Críticas
Realismo fantasmagórico
La hija eterna
The Eternal Daughter. Joanna Hogg. Reino Unido, 2022.
El último largometraje de Joanna Hogg, sexto de su filmografía, consiste en una misteriosa película que puede dar lugar a muchas interpretaciones. Antes de ir a por la nuestra, queremos detenernos un momento en la sinopsis de la misma. En realidad, se trata de una prolongación de dos obras anteriores de la realizadora, The Souvenir (2019) y The Souvenir. Part II (2021). En ellas se centra en los recuerdos de una estudiante de cine, alter ego de Hogg, tanto en su traumática experiencia amorosa con un hombre más mayor, como en sus esfuerzos para la realización de la película de graduación. La protagonista es Julie y está encarnada por Honor Swinton Byrne, hija de Rosalind en la ficción. La madre la interpreta Tilda Swinton, precisamente la progenitora de la primera en la realidad. Ambos filmes están situados en los años ochenta del siglo pasado.
En La hija eterna el tiempo ha pasado y, en principio, lo que parece que vamos a ver es la estancia de madre e hija, de Rosalind y Julie, en una mansión de una zona rural de Gales. Aquí, ambas están interpretadas por Tilda Swinton, que encarna a la primera ya con una edad avanzada y a la segunda en la etapa adulta. Por el desarrollo de la trama, asemeja tratarse del lugar en el que Julie pasó su infancia. El sitio fue reconvertido posteriormente en hotel. Y allí recuerda retazos de su pasado, fundamentalmente aquellos relacionados con la Segunda Guerra Mundial. El propósito de Julie parece ser el de escribir un guion para la realización de un filme sobre sus relaciones maternofiliales. Y no crean que hemos traspasado el límite de lo que puede desvelarse. En realidad, todo lo anterior es utilizado por la directora británica para transmitir emociones que entrelazan realidad y ficción con lo que últimamente se denomina «autoficción». Nos hallamos ante una reformulación del drama gótico al que no le faltan fantasmas, apariciones y sueños. No es difícil acordarse de Rebecca, de Alfred Hitchcock (1940) o Jane Eyre, de Cary Joji Fukunaga (2011).

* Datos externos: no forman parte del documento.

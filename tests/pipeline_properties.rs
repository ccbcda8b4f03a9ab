//! Behavioral properties of the text pipeline, exercised through the public API.

use maktaba::merger::merge;
use maktaba::models::{FetchResult, KnowledgeRecord, KnowledgeRecordBuilder, Quality, RecordId};
use maktaba::ranking::recency_bonus;
use maktaba::text::{MIN_SENTENCE_CHARS, segment};
use maktaba::{Answer, Pipeline};
use time::macros::datetime;
use time::{Duration, OffsetDateTime};

const NOW: OffsetDateTime = datetime!(2024-03-10 12:00 UTC);

const EGYPT: &str = "Egypt is a country in North Africa. \
                     Its population is over 100 million people. \
                     The Nile is the main river flowing through it. \
                     Cairo is the capital and the largest city of Egypt.";

fn pipeline() -> Pipeline {
    Pipeline::bundled().expect("bundled pipeline")
}

fn record(id: i64, query: &str, text: &str, age_days: i64, quality: Quality) -> KnowledgeRecord {
    KnowledgeRecordBuilder::new()
        .id(RecordId::new(id))
        .query(query)
        .original_text(text)
        .summary(text)
        .timestamp(NOW - Duration::days(age_days))
        .quality(quality)
        .build()
}

#[test]
fn clean_is_idempotent() {
    let pipeline = pipeline();
    let samples = [
        "",
        "  Wow!!!   Really ()  ",
        "a\r\n\r\n\r\n\r\nb\t\tc",
        "([ ]) nested (( )) brackets?? yes..",
        "Line one   \n\n\n\n  Line two\u{7}\u{200b} end",
        "مرحبا!!!   بالعالم  ()",
    ];
    for sample in samples {
        let once = pipeline.normalizer.clean(sample);
        assert_eq!(pipeline.normalizer.clean(&once), once, "input: {sample:?}");
    }
}

#[test]
fn segment_never_yields_short_fragments() {
    let text = "Hi. Ok! This sentence is long enough to keep. No? \
                Another sufficiently long sentence follows here!";
    let sentences: Vec<&str> = segment(text).collect();
    assert_eq!(sentences.len(), 2);
    assert!(sentences.iter().all(|s| s.chars().count() > MIN_SENTENCE_CHARS));
}

#[test]
fn segment_of_all_short_input_is_empty() {
    assert_eq!(segment("Yes. No. Maybe so. Why not?").count(), 0);
}

#[test]
fn summarize_returns_short_text_unchanged() {
    let pipeline = pipeline();
    let text = "The first sentence is long enough. The second one is long as well.";
    assert_eq!(pipeline.summarizer.summarize(text, 2), text);
    assert_eq!(pipeline.summarizer.summarize(text, 5), text);
}

#[test]
fn summary_keeps_document_order() {
    let pipeline = pipeline();
    let sentences = [
        "Plain opening words without any weight at all",
        "The river is the main source of water for farms",
        "Filler sentence that carries nothing of note here",
        "In 1970 the important high dam was completed upstream",
    ];
    let text = format!("{}.", sentences.join(". "));

    let summary = pipeline.summarizer.summarize(&text, 2);
    let positions: Vec<usize> = segment(&summary)
        .map(|s| sentences.iter().position(|orig| *orig == s).unwrap())
        .collect();

    assert_eq!(positions.len(), 2);
    assert!(positions.windows(2).all(|w| w[0] < w[1]));
}

#[test]
fn ranking_is_bounded_and_strictly_positive() {
    let pipeline = pipeline();
    let records: Vec<KnowledgeRecord> = (0..12)
        .map(|i| record(i, "nile", "The nile flows north", i * 3, Quality::Medium))
        .chain([record(99, "sahara", "Sand dunes", 400, Quality::Low)])
        .collect();

    let ranked = pipeline.ranker.rank_at("nile delta", &records, NOW);
    assert!(ranked.len() <= 5);
    assert!(ranked.iter().all(|r| r.score > 0.0));
    assert!(ranked.windows(2).all(|w| w[0].score >= w[1].score));
}

#[test]
fn ranking_nothing_is_empty() {
    assert!(pipeline().ranker.rank_at("anything", &[], NOW).is_empty());
}

#[test]
fn recency_bonus_decreases_and_floors_at_zero() {
    let bonuses: Vec<f64> = [0, 1, 5, 10, 11, 365]
        .iter()
        .map(|days| recency_bonus(NOW - Duration::days(*days), NOW))
        .collect();

    assert_eq!(bonuses[0], 10.0);
    assert!(bonuses.windows(2).all(|w| w[0] >= w[1]));
    assert_eq!(bonuses[4], 0.0);
    assert_eq!(bonuses[5], 0.0);
}

#[test]
fn high_quality_breaks_ties() {
    let pipeline = pipeline();
    let records = vec![
        record(1, "nile", "nile", 30, Quality::Medium),
        record(2, "nile", "nile", 30, Quality::High),
    ];
    let ranked = pipeline.ranker.rank_at("nile", &records, NOW);
    assert_eq!(ranked[0].record.id, RecordId::new(2));
    assert_eq!(ranked[0].score - ranked[1].score, 5.0);
}

#[test]
fn key_points_fall_back_to_three_sentence_summary() {
    let pipeline = pipeline();
    let text = "Quiet streets wind between the old houses. \
                Children play football in the evening light. \
                Vendors sell bread from wooden carts nearby. \
                Cats sleep on warm walls through the afternoon.";

    let points = pipeline.key_points.extract_key_points(text);
    assert_eq!(points, vec![pipeline.summarizer.summarize(text, 3)]);
}

#[test]
fn merge_keeps_first_case_insensitive_title() {
    let merged = merge(vec![
        vec![FetchResult::new("Cairo", "first", "", "Wikipedia", None)],
        vec![FetchResult::new("cairo", "second", "", "DBpedia", None)],
    ]);
    assert_eq!(merged.len(), 1);
    assert_eq!(merged[0].title, "Cairo");
    assert_eq!(merged[0].content, "first");
}

#[test]
fn egypt_answer_has_summary_and_numbered_key_points() {
    let answer = pipeline().composer.generate_answer("Egypt", EGYPT);

    let Answer::Full(text) = answer else {
        panic!("expected a full answer, got {answer:?}");
    };
    assert!(text.starts_with("**Summary:**\n\n"));
    let (_, points) = text.split_once("**Key Points:**\n\n").unwrap();
    assert!(points.starts_with("1. "));
    assert!(points.contains("\n2. "));
}

#[test]
fn empty_context_degrades_to_empty_answer() {
    let answer = pipeline().composer.generate_answer("Egypt", "");
    assert!(answer.is_degraded());
    assert!(answer.is_empty());
}
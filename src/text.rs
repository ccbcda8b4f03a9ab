//! Text normalization and sentence segmentation.
//!
//! Every component that works on sentences goes through [`segment`], so the
//! ranker, summarizer, key-point extractor and merger always agree on what a
//! sentence is.

mod normalizer;
mod segmenter;

pub use normalizer::TextNormalizer;
pub use segmenter::{MIN_SENTENCE_CHARS, segment};

/// Counts whitespace-separated words.
pub(crate) fn word_count(text: &str) -> usize {
    text.split_whitespace().count()
}

/// Returns true if the text contains a decimal digit: ASCII, Arabic-Indic or
/// extended Arabic-Indic. Superscripts, fractions and numerals do not count.
pub(crate) fn has_digit(text: &str) -> bool {
    text.chars().any(|c| {
        c.is_ascii_digit()
            || ('\u{0660}'..='\u{0669}').contains(&c)
            || ('\u{06F0}'..='\u{06F9}').contains(&c)
    })
}

/// Returns the longest prefix of `text` holding at most `max_chars` characters.
///
/// Never splits a multi-byte character.
///
/// # Examples
///
/// ```
/// use maktaba::text::truncate_chars;
///
/// assert_eq!(truncate_chars("hello", 3), "hel");
/// assert_eq!(truncate_chars("مرحبا", 2), "مر");
/// assert_eq!(truncate_chars("hi", 10), "hi");
/// ```
pub fn truncate_chars(text: &str, max_chars: usize) -> &str {
    match text.char_indices().nth(max_chars) {
        Some((index, _)) => &text[..index],
        None => text,
    }
}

Lo mejor del largometraje es su “atmósfera”. El hotel es caracterizado como un castillo imponente, un caserón repleto de ruidos inexplicables y espectros. La sensación de inmersión en una novela gótica del siglo XIX es plena y no es difícil zambullirse en universos propios de las Hermanas Brönte, Allan Poe o H.P. Lovecraft. Niebla, viento, lluvia y sombras se erigen en protagonistas del paisaje con tintes muy oscuros y sobrenaturales. El enigma de amenaza sobrevuela sobre el metraje con una densidad que se asimila como suspendida en el tiempo. La autora no necesita más que seis personajes y el perro para perfilar un filme de penumbras entre remordimientos, recuerdos y pérdidas: madre e hija, el taxista, la recepcionista del hotel, un primo y Bill, el conserje. Y no debemos olvidarnos de Louis, el animal de compañía que sufre y presiente más que los humanos.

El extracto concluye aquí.